■ **What to produce**: Everything from the line containing "Relation::Devices.def()" to the last line of the listing below, inclusive, is what you should output, exactly as it appears.
━━━━━━━━━━
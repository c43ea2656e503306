//! Orders (locker, rental and retail).
//!
//! Only `completed` orders count as revenue; `completed_at` is the
//! timestamp every revenue aggregation buckets on.

use sea_orm::entity::prelude::*;
use serde::{Deserialize, Serialize};

use crate::EngineError;

#[derive(Clone, Copy, Debug, PartialEq, Eq, Serialize, Deserialize)]
#[serde(rename_all = "snake_case")]
pub enum OrderStatus {
    Pending,
    Paid,
    Completed,
    Cancelled,
    Refunded,
}

impl OrderStatus {
    pub fn as_str(self) -> &'static str {
        match self {
            Self::Pending => "pending",
            Self::Paid => "paid",
            Self::Completed => "completed",
            Self::Cancelled => "cancelled",
            Self::Refunded => "refunded",
        }
    }
}

impl TryFrom<&str> for OrderStatus {
    type Error = EngineError;

    fn try_from(value: &str) -> Result<Self, Self::Error> {
        match value {
            "pending" => Ok(Self::Pending),
            "paid" => Ok(Self::Paid),
            "completed" => Ok(Self::Completed),
            "cancelled" => Ok(Self::Cancelled),
            "refunded" => Ok(Self::Refunded),
            other => Err(EngineError::InvalidValue(format!(
                "invalid order status: {other}"
            ))),
        }
    }
}

#[derive(Clone, Debug, PartialEq, Eq, DeriveEntityModel)]
#[sea_orm(table_name = "orders")]
pub struct Model {
    #[sea_orm(primary_key)]
    pub id: i64,
    #[sea_orm(unique)]
    pub order_no: String,
    pub user_id: i64,
    pub device_id: Option<i64>,
    /// `locker`, `rental` or `retail`.
    pub order_type: String,
    pub status: String,
    pub total_amount_minor: i64,
    pub actual_amount_minor: i64,
    pub created_at: DateTimeUtc,
    pub completed_at: Option<DateTimeUtc>,
}

#[derive(Copy, Clone, Debug, EnumIter, DeriveRelation)]
pub enum Relation {
    #[sea_orm(
        belongs_to = "super::devices::Entity",
        from = "Column::DeviceId",
        to = "super::devices::Column::Id",
        on_update = "NoAction",
        on_delete = "NoAction"
    )]
    Devices,
}

impl Related<super::devices::Entity> for Entity {
    fn to() -> RelationDef {
        Relation::Devices.def()
    }
}

impl ActiveModelBehavior for ActiveModel {}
━━━━━━━━━━
■ **Written answer**:
        Relation::Devices.def()
    }
}

impl ActiveModelBehavior for ActiveModel {}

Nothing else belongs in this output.